Supplied material:
use std::collections::HashMap;
use std::time::Duration;

use anyhow::{bail, Context};
use async_trait::async_trait;
use axum::{
    body::Bytes,
    extract::{Query, State},
    http::HeaderMap,
    Json,
};
use chrono::Utc;
use reqwest::Client;
use serde::{Deserialize, Serialize};
use serde_json::json;
use tracing::{debug, info, warn};
use uuid::Uuid;

use crate::{
    auth,
    config::{LlmConfig, ANTHROPIC_VERSION},
    error::{parse_body, AppError},
    models::{Explanations, Question},
    state::AppState,
};

#[derive(Debug, Clone, PartialEq)]
pub struct Completion {
    pub text: String,
    pub tokens_used: u32,
}

/// Text generation backend, mockable in tests.
#[async_trait]
pub trait LlmClient: Send + Sync {
    async fn complete(&self, prompt: &str) -> anyhow::Result<Completion>;
}

pub struct AnthropicClient {
    client: Client,
    config: LlmConfig,
}

#[derive(Serialize)]
struct MessagesRequest<'a> {
    model: &'a str,
    max_tokens: u32,
    messages: Vec<MessageParam<'a>>,
}

#[derive(Serialize)]
struct MessageParam<'a> {
    role: &'a str,
    content: &'a str,
}

#[derive(Deserialize)]
struct MessagesResponse {
    content: Vec<ContentBlock>,
    usage: Usage,
}

#[derive(Deserialize)]
struct ContentBlock {
    #[serde(rename = "type")]
    kind: String,
    #[serde(default)]
    text: Option<String>,
}

#[derive(Deserialize)]
struct Usage {
    input_tokens: u32,
    output_tokens: u32,
}

impl AnthropicClient {
    pub fn new(config: LlmConfig) -> anyhow::Result<Self> {
        let client = Client::builder()
            .timeout(Duration::from_secs(60))
            .build()
            .context("failed to build HTTP client")?;
        Ok(Self { client, config })
    }
}

#[async_trait]
impl LlmClient for AnthropicClient {
    async fn complete(&self, prompt: &str) -> anyhow::Result<Completion> {
        let url = format!("{}/v1/messages", self.config.base_url.trim_end_matches('/'));
        let request = MessagesRequest {
            model: &self.config.model,
            max_tokens: self.config.max_tokens,
            messages: vec![MessageParam {
                role: "user",
                content: prompt,
            }],
        };

        let response = self
            .client
            .post(&url)
            .header("x-api-key", &self.config.api_key)
            .header("anthropic-version", ANTHROPIC_VERSION)
            .json(&request)
            .send()
            .await
            .context("LLM request failed")?;

        let status = response.status();
        if !status.is_success() {
            let body = response.text().await.unwrap_or_default();
            bail!("LLM returned {status}: {body}");
        }

        let parsed: MessagesResponse = response
            .json()
            .await
            .context("LLM response was not valid JSON")?;
        let text = parsed
            .content
            .into_iter()
            .filter(|block| block.kind == "text")
            .filter_map(|block| block.text)
            .collect::<Vec<_>>()
            .join("");

        Ok(Completion {
            text,
            tokens_used: parsed.usage.input_tokens + parsed.usage.output_tokens,
        })
    }
}

#[derive(Debug, Clone, Copy, PartialEq, Eq, Deserialize)]
#[serde(rename_all = "lowercase")]
pub enum Difficulty {
    Easy,
    Medium,
    Hard,
}

impl Difficulty {
    pub fn from_level(level: i16) -> Self {
        match level {
            i16::MIN..=1 => Difficulty::Easy,
            2 => Difficulty::Medium,
            _ => Difficulty::Hard,
        }
    }

    fn as_str(&self) -> &'static str {
        match self {
            Difficulty::Easy => "easy",
            Difficulty::Medium => "medium",
            Difficulty::Hard => "hard",
        }
    }
}

#[derive(Debug, Deserialize)]
#[serde(rename_all = "camelCase", deny_unknown_fields)]
pub struct GenerateRequest {
    pub question_id: Uuid,
    pub question_text: Option<String>,
    pub correct_answer: Option<String>,
    pub topic: Option<String>,
    pub difficulty: Option<Difficulty>,
}

#[derive(Debug, Serialize)]
#[serde(rename_all = "camelCase")]
pub struct GenerateResponse {
    pub success: bool,
    pub explanations: Explanations,
    pub tokens_used: u32,
    pub cached: bool,
}

/// Everything the prompt needs, from the stored question or the request.
#[derive(Debug, Clone, PartialEq)]
pub struct ExplanationInput {
    pub question_text: String,
    pub correct_answer: String,
    pub subject: Option<String>,
    pub topic: String,
    pub difficulty: Difficulty,
    pub options: Vec<String>,
    /// The short explanation stored with the question, if any.
    pub reference: Option<String>,
}

impl ExplanationInput {
    pub fn resolve(request: &GenerateRequest, question: Option<&Question>) -> Option<Self> {
        let non_empty = |v: &Option<String>| v.as_deref().map(str::trim).filter(|s| !s.is_empty()).map(str::to_string);
        match question {
            Some(q) => Some(Self {
                question_text: q.question_text.clone(),
                correct_answer: q.correct_answer.clone(),
                subject: Some(q.subject.replace('_', " ")),
                topic: q.topic.clone(),
                difficulty: Difficulty::from_level(q.difficulty),
                options: q.options.clone(),
                reference: non_empty(&q.explanation),
            }),
            None => Some(Self {
                question_text: non_empty(&request.question_text)?,
                correct_answer: non_empty(&request.correct_answer)?,
                subject: None,
                topic: non_empty(&request.topic).unwrap_or_else(|| "general".to_string()),
                difficulty: request.difficulty.unwrap_or(Difficulty::Medium),
                options: Vec::new(),
                reference: None,
            }),
        }
    }
}

pub fn build_prompt(input: &ExplanationInput) -> String {
    let mut prompt = String::from("You are an encouraging 11+ tutor writing for a 10 year old.\n");
    if let Some(subject) = &input.subject {
        prompt.push_str(&format!("Subject: {subject}\n"));
    }
    prompt.push_str(&format!(
        "Topic: {}\nDifficulty: {}\nQuestion: {}\n",
        input.topic,
        input.difficulty.as_str(),
        input.question_text
    ));
    if !input.options.is_empty() {
        prompt.push_str(&format!("Options: {}\n", input.options.join(" | ")));
    }
    prompt.push_str(&format!("Correct answer: {}\n", input.correct_answer));
    if let Some(reference) = &input.reference {
        prompt.push_str(&format!("Stay consistent with this existing note: {reference}\n"));
    }
    prompt.push('\n');
    prompt.push_str(
        "Reply with only a JSON object with three string fields:\n\
         \"stepByStep\": a numbered walkthrough reaching the correct answer,\n\
         \"visualIllustration\": a description of a diagram or picture that makes the idea clear,\n\
         \"workedExample\": a similar question solved in full.",
    );
    prompt
}

#[derive(Deserialize)]
struct RawExplanations {
    #[serde(alias = "step_by_step")]
    #[serde(rename = "stepByStep")]
    step_by_step: String,
    #[serde(alias = "visual_illustration")]
    #[serde(rename = "visualIllustration")]
    visual_illustration: String,
    #[serde(alias = "worked_example")]
    #[serde(rename = "workedExample")]
    worked_example: String,
}

/// Pulls the JSON object out of a model reply, tolerating code fences and chatter around it.
pub fn parse_explanations(text: &str) -> anyhow::Result<Explanations> {
    let start = text.find('{').context("no JSON object in model reply")?;
    let end = text.rfind('}').context("unterminated JSON object in model reply")?;
    if end < start {
        bail!("malformed JSON object in model reply");
    }
    let raw: RawExplanations =
        serde_json::from_str(&text[start..=end]).context("model reply did not match the expected shape")?;

    let explanations = Explanations {
        step_by_step: raw.step_by_step.trim().to_string(),
        visual_illustration: raw.visual_illustration.trim().to_string(),
        worked_example: raw.worked_example.trim().to_string(),
    };
    if explanations.step_by_step.is_empty()
        || explanations.visual_illustration.is_empty()
        || explanations.worked_example.is_empty()
    {
        bail!("model reply left an explanation empty");
    }
    Ok(explanations)
}

pub async fn generate_handler(
    State(state): State<AppState>,
    headers: HeaderMap,
    body: Bytes,
) -> Result<Json<GenerateResponse>, AppError> {
    let ctx = auth::authenticate(state.store.as_ref(), &headers, Utc::now()).await?;
    let request: GenerateRequest = parse_body(&body)?;

    let question = state.store.find_question(request.question_id).await?;
    if let Some(cached) = question.as_ref().and_then(|q| q.cached_explanations.clone()) {
        debug!(question = %request.question_id, "serving cached explanations");
        return Ok(Json(GenerateResponse {
            success: true,
            explanations: cached,
            tokens_used: 0,
            cached: true,
        }));
    }

    let input = ExplanationInput::resolve(&request, question.as_ref())
        .ok_or(AppError::NotFound("Question"))?;
    let llm = state
        .llm
        .clone()
        .ok_or(AppError::Unavailable("Explanation generation"))?;

    let completion = llm.complete(&build_prompt(&input)).await?;
    let explanations = parse_explanations(&completion.text)?;
    info!(
        question = %request.question_id,
        user = %ctx.actor.id,
        tokens = completion.tokens_used,
        "generated explanations"
    );

    if let Some(question) = &question {
        let store = state.store.clone();
        let question_id = question.id;
        let to_cache = explanations.clone();
        tokio::spawn(async move {
            if let Err(e) = store.cache_explanations(question_id, &to_cache).await {
                warn!(question = %question_id, error = ?e, "failed to cache explanations");
            }
        });
    }

    Ok(Json(GenerateResponse {
        success: true,
        explanations,
        tokens_used: completion.tokens_used,
        cached: false,
    }))
}

pub async fn cached_handler(
    State(state): State<AppState>,
    headers: HeaderMap,
    Query(params): Query<HashMap<String, String>>,
) -> Result<Json<serde_json::Value>, AppError> {
    auth::authenticate(state.store.as_ref(), &headers, Utc::now()).await?;
    let question_id = params
        .get("questionId")
        .ok_or_else(|| AppError::invalid("questionId", "questionId is required"))?
        .parse::<Uuid>()
        .map_err(|_| AppError::invalid("questionId", "questionId must be a UUID"))?;

    let explanations = state
        .store
        .find_question(question_id)
        .await?
        .and_then(|q| q.cached_explanations)
        .ok_or(AppError::NotFound("Explanations"))?;

    Ok(Json(json!({"success": true, "explanations": explanations, "cached": true})))
}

Aim of the exercise: Note each line of the material holding "Easy" and copy it out.

Response for this exercise:
    Easy,
            i16::MIN..=1 => Difficulty::Easy,
            Difficulty::Easy => "easy",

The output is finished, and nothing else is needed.